Joint lead managers and book-runners were Citigroup, Credit Suisse and Deutsche Bank. The issue was rated BB minus by Standard & Poor's and B1 by Moody's Investors Service.
In January, the Philippines raised $1.5 billion worth of 10-year dollar bonds. At that time, it said the issue would be its last this year.
The Southeast Asian country, grappling with a slowing economy, rampant tax evasion and corruption, slashed its 2009 revenue target by around P52 billion but raised its total borrowings by the same amount to make up for the revenue gap.
It expects its 2009 budget deficit to swell to a record P250 billion, or 3.2 percent of gross domestic product, as weak revenues fail to keep pace with higher spending to stimulate the economy.
Manila also obtained a guarantee from the Japan Bank for International Cooperation (JBIC) for up to $1 billion in Samurai bonds within two years to help fund its fiscal shortfall.

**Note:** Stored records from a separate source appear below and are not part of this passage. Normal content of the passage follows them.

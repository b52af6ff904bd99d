//! 进程相关修改

use runtime_spec::{ConsoleSize, PosixRlimit, RLIMIT_TYPES};

use super::Generator;
use crate::{
    capabilities,
    error::{Error, ParseError, Result},
};

macro_rules! sl {
    () => {
        slog_scope::logger().new(o!("subsystem" => "generator"))
    };
}

impl Generator {
    pub fn set_process_uid(&mut self, uid: u32) {
        self.spec.process.user.uid = uid;
    }

    pub fn set_process_gid(&mut self, gid: u32) {
        self.spec.process.user.gid = gid;
    }

    pub fn set_process_username(&mut self, username: &str) {
        self.spec.process.user.username = username.to_string();
    }

    /// 添加附加组，已存在时忽略
    pub fn add_process_additional_gid(&mut self, gid: u32) {
        let gids = &mut self.spec.process.user.additional_gids;
        if !gids.contains(&gid) {
            gids.push(gid);
        }
    }

    pub fn clear_process_additional_gids(&mut self) {
        self.spec.process.user.additional_gids.clear();
    }

    pub fn set_process_cwd(&mut self, cwd: &str) -> Result<()> {
        if !cwd.starts_with('/') {
            return Err(self.reject(Error::invalid_state(format!(
                "cwd {:?} is not an absolute path",
                cwd
            ))));
        }
        self.spec.process.cwd = cwd.to_string();
        Ok(())
    }

    /// 整体替换进程参数
    pub fn set_process_args(&mut self, args: Vec<String>) {
        self.spec.process.args = args;
    }

    pub fn set_process_terminal(&mut self, terminal: bool) {
        self.spec.process.terminal = terminal;
    }

    pub fn set_process_console_size(&mut self, height: u32, width: u32) {
        self.spec.process.console_size = Some(ConsoleSize { height, width });
    }

    pub fn set_process_no_new_privileges(&mut self, no_new_privileges: bool) {
        self.spec.process.no_new_privileges = no_new_privileges;
    }

    pub fn set_process_selinux_label(&mut self, label: &str) {
        self.spec.process.selinux_label = label.to_string();
    }

    pub fn set_process_apparmor_profile(&mut self, profile: &str) {
        self.spec.process.apparmor_profile = profile.to_string();
    }

    pub fn set_process_oom_score_adj(&mut self, adj: i32) -> Result<()> {
        if !(-1000..=1000).contains(&adj) {
            return Err(self.reject(Error::invalid_state(format!(
                "oomScoreAdj {} out of range [-1000, 1000]",
                adj
            ))));
        }
        self.spec.process.oom_score_adj = Some(adj);
        Ok(())
    }

    // ========================================================================
    // 环境变量
    // ========================================================================

    /// 设置环境变量
    ///
    /// 已存在同名变量时原位替换，保持首次出现的顺序；否则追加。
    pub fn add_process_env(&mut self, key: &str, value: &str) -> Result<()> {
        if key.is_empty() || key.contains('=') {
            return Err(self.reject(ParseError::malformed(
                "env",
                key,
                "key must be non-empty and must not contain '='",
            )));
        }

        let entry = format!("{}={}", key, value);
        let prefix = format!("{}=", key);
        let env = &mut self.spec.process.env;
        match env.iter_mut().find(|e| e.starts_with(&prefix)) {
            Some(existing) => *existing = entry,
            None => env.push(entry),
        }
        Ok(())
    }

    /// 解析 `KEY=VALUE` 并设置
    pub fn add_process_env_pair(&mut self, pair: &str) -> Result<()> {
        match pair.split_once('=') {
            Some((key, value)) => self.add_process_env(key, value),
            None => Err(self.reject(ParseError::malformed(
                "env",
                pair,
                "expected KEY=VALUE",
            ))),
        }
    }

    pub fn remove_process_env(&mut self, key: &str) {
        let prefix = format!("{}=", key);
        self.spec.process.env.retain(|e| !e.starts_with(&prefix));
    }

    pub fn clear_process_env(&mut self) {
        self.spec.process.env.clear();
    }

    // ========================================================================
    // 能力
    // ========================================================================

    /// 添加能力，名称大小写不敏感，可省略 `CAP_` 前缀
    pub fn add_process_capability(&mut self, name: &str) -> Result<()> {
        let cap = capabilities::normalize(name);
        capabilities::validate(&cap, self.host_specific).map_err(|e| self.reject(e))?;

        let caps = &mut self.spec.process.capabilities;
        if !caps.contains(&cap) {
            caps.push(cap);
        }
        Ok(())
    }

    pub fn drop_process_capability(&mut self, name: &str) -> Result<()> {
        let cap = capabilities::normalize(name);
        capabilities::validate(&cap, false).map_err(|e| self.reject(e))?;

        self.spec.process.capabilities.retain(|c| c != &cap);
        Ok(())
    }

    pub fn clear_process_capabilities(&mut self) {
        self.spec.process.capabilities.clear();
    }

    // ========================================================================
    // rlimit
    // ========================================================================

    /// 添加 rlimit，同类型已存在时替换
    pub fn add_process_rlimit(&mut self, typ: &str, hard: u64, soft: u64) -> Result<()> {
        if !RLIMIT_TYPES.contains(&typ) {
            return Err(self.reject(ParseError::unrecognized("rlimit", typ)));
        }
        if soft > hard {
            return Err(self.reject(Error::invalid_state(format!(
                "{} soft limit {} exceeds hard limit {}",
                typ, soft, hard
            ))));
        }

        let rlimit = PosixRlimit {
            typ: typ.to_string(),
            hard,
            soft,
        };
        let rlimits = &mut self.spec.process.rlimits;
        match rlimits.iter_mut().find(|r| r.typ == typ) {
            Some(existing) => *existing = rlimit,
            None => rlimits.push(rlimit),
        }
        Ok(())
    }

    pub fn remove_process_rlimit(&mut self, typ: &str) {
        self.spec.process.rlimits.retain(|r| r.typ != typ);
    }

    pub fn clear_process_rlimits(&mut self) {
        self.spec.process.rlimits.clear();
    }

    // ========================================================================
    // 特权模式
    // ========================================================================

    /// 授予全部能力，清除 selinux/apparmor 标签并移除 seccomp
    pub fn set_privileged(&mut self) {
        let caps = if self.host_specific {
            capabilities::host_supported()
        } else {
            capabilities::all().to_vec()
        };
        info!(sl!(), "set privileged"; "capabilities" => caps.len());

        self.spec.process.capabilities = caps;
        self.spec.process.selinux_label.clear();
        self.spec.process.apparmor_profile.clear();
        if let Some(linux) = self.spec.linux.as_mut() {
            linux.seccomp = None;
        }
    }
}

Rosalia de Leon, head of the Finance department's international finance group, said on Tuesday the Samurai bond remains an option and could be tapped for pre-funding Manila's 2010 borrowing needs if the government settles some outstanding issues.
The government has requested JBIC to reduce a guarantee fee on the yen bond offer to make it a more cheaper funding source for the debt-laden country.